Each worker handles 200 parallel calls per iteration, for 100 iterations
Created 50 worker(s)
[100%] 1000000/1,000,000 calls | 4191 calls/s | 238.6s
============================================================
STATS
============================================================
Total calls: 1,000,000
Successful: 1,000,000 (100.00%)
Errors: 0 (0.00%)
Total time: 238.57s
Throughput: 4192 calls/second
Lambda Execution Times:
Min: 14.00ms
Max: 4283.00ms
Avg: 409.45ms
OCC Retry Statistics:
Total retries: 6,667
Max retries: 2
Avg retries/call: 0.01
Transactions with retries: 6,584 (0.66%)
✅ Chapter 4 test complete
Key observations:
- ✅ 100% success rate with 1M invocations
- ✅ ~4,200 calls/second throughput using 50 workers
- ✅ 0.66% retry rate - very low because 1M accounts reduces contention significantly
- ✅ Max 2 retries - with better data distribution across 1M accounts, OCC conflicts are rare
- ✅ Average latency 409ms - includes time for retries and high concurrency queuing
Now with ~1M transactions in the table, let's run the same query again:
EXPLAIN ANALYZE SELECT id, payer_id, payee_id, amount, created_at
FROM transactions
WHERE payer_id = 1
ORDER BY created_at DESC
LIMIT 5;You should now see the composite index being used:
QUERY PLAN
---------------------------------------------------------------------------------------------------------------------------------------------------------
Limit (cost=100.54..208.56 rows=2 width=36) (actual time=1.578..1.597 rows=3 loops=1)
-> Index Scan Backward using idx_transactions_payer on transactions (cost=100.54..208.56 rows=2 width=36) (actual time=1.577..1.595 rows=3 loops=1)
Index Cond: (payer_id = 1)
-> Storage Scan on idx_transactions_payer (cost=100.54..208.56 rows=2 width=36) (actual rows=3 loops=1)
-> B-Tree Scan on idx_transactions_payer (cost=100.54..208.56 rows=2 width=36) (actual rows=3 loops=1)
Index Cond: (payer_id = 1)
-> Storage Lookup on transactions (cost=100.54..208.56 rows=2 width=36) (actual rows=3 loops=1)
Projections: id, payer_id, payee_id, amount, created_at
-> B-Tree Lookup on transactions (cost=100.54..208.56 rows=2 width=36) (actual rows=3 loops=1)
Planning Time: 0.118 ms
Execution Time: 1.630 ms
Key differences from Step 1:
- ✅ Index Scan Backward using idx_transactions_payer - Now using the composite index!
- ✅ No Sort operation - The index already provides data in
(payer_id, created_at)order - ✅ Index Cond: (payer_id = 1) - The index efficiently filters to just this payer
- ✅ Storage Lookup on transactions - Only fetches the specific rows from the table after using the index
- ✅ Planning Time: 0.118ms - Much faster than before
- ✅ Execution Time: 1.630ms - Still very fast despite ~1M rows in the table
- ✅ Found 3 rows - There are actually 3 transactions where account 1 was the payer
Why the index is used now: With ~1M rows in the table, the query optimizer determines that using the composite index is more efficient than scanning all rows.
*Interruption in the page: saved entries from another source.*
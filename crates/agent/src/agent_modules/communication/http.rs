use async_trait::async_trait;
use fleetwatch_common::wire::{
    Command, CommandResultRequest, IngestAck, MetricsPayload, RegisterRequest, RegisterResponse,
    ServiceReport, SystemInfo,
};
use fleetwatch_common::{API_KEY_HEADER, ENROLLMENT_TOKEN_HEADER};
use reqwest::{Client, RequestBuilder, Response, StatusCode};
use serde::de::DeserializeOwned;
use std::time::Duration;

use super::GatewayApi;
use crate::agent_modules::error::AgentError;

fn build_client(timeout: Duration) -> Result<Client, AgentError> {
    Ok(Client::builder()
        .timeout(timeout)
        .user_agent(concat!("fleetwatch-agent/", env!("CARGO_PKG_VERSION")))
        .build()?)
}

async fn decode<T: DeserializeOwned>(response: Response) -> Result<T, AgentError> {
    let status = response.status();
    if status.is_success() {
        return Ok(response.json::<T>().await?);
    }
    let body = response.text().await.unwrap_or_default();
    Err(match status {
        StatusCode::UNAUTHORIZED | StatusCode::FORBIDDEN => AgentError::Unauthorized,
        StatusCode::NOT_FOUND => AgentError::NotFound(body),
        _ => AgentError::Status {
            status: status.as_u16(),
            body,
        },
    })
}

/// `GatewayApi` over HTTP with the server's API key in `X-API-Key`.
pub struct HttpGateway {
    client: Client,
    base_url: String,
    api_key: String,
}

impl HttpGateway {
    pub fn new(server_url: &str, api_key: String, timeout: Duration) -> Result<Self, AgentError> {
        Ok(Self {
            client: build_client(timeout)?,
            base_url: server_url.trim_end_matches('/').to_string(),
            api_key,
        })
    }

    /// Exchanges the fleet enrollment token for this host's own API key.
    pub async fn register(
        server_url: &str,
        enrollment_token: &str,
        request: &RegisterRequest,
        timeout: Duration,
    ) -> Result<RegisterResponse, AgentError> {
        let client = build_client(timeout)?;
        let url = format!("{}/ingest/register", server_url.trim_end_matches('/'));
        let response = client
            .post(url)
            .header(ENROLLMENT_TOKEN_HEADER, enrollment_token)
            .json(request)
            .send()
            .await?;
        decode(response).await
    }

    fn get(&self, path: &str) -> RequestBuilder {
        self.client
            .get(format!("{}{path}", self.base_url))
            .header(API_KEY_HEADER, &self.api_key)
    }

    fn post(&self, path: &str) -> RequestBuilder {
        self.client
            .post(format!("{}{path}", self.base_url))
            .header(API_KEY_HEADER, &self.api_key)
    }
}

#[async_trait]
impl GatewayApi for HttpGateway {
    async fn push_system_info(&self, info: &SystemInfo) -> Result<IngestAck, AgentError> {
        decode(self.post("/ingest/system-info").json(info).send().await?).await
    }

    async fn push_metrics(&self, payload: &MetricsPayload) -> Result<IngestAck, AgentError> {
        decode(self.post("/ingest/metrics").json(payload).send().await?).await
    }

    async fn push_services(&self, services: &[ServiceReport]) -> Result<IngestAck, AgentError> {
        decode(self.post("/ingest/services").json(services).send().await?).await
    }

    async fn claim_commands(&self) -> Result<Vec<Command>, AgentError> {
        decode(self.get("/commands").send().await?).await
    }

    async fn report_result(&self, result: &CommandResultRequest) -> Result<(), AgentError> {
        let _: Command = decode(self.post("/command-result").json(result).send().await?).await?;
        Ok(())
    }
}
The index allows DSQL to:
- Quickly locate all transactions for
payer_id = 1 - Return them already sorted by
created_at DESC - Stop after finding the matching rows (LIMIT 5)
Performance comparison:
- With 6 rows (Step 1): Full table scan, 0.679ms execution time
- With ~1M rows (Step 4): Index scan, 1.630ms execution time
Even with 166,000x more data, the query is only ~2.4x slower thanks to the composite index! This demonstrates the power of proper indexing in distributed databases.
Reference: See ch03/ directory for the complete implementation (Chapter 4 reuses Chapter 3's Lambda code and adds indexes for query analysis).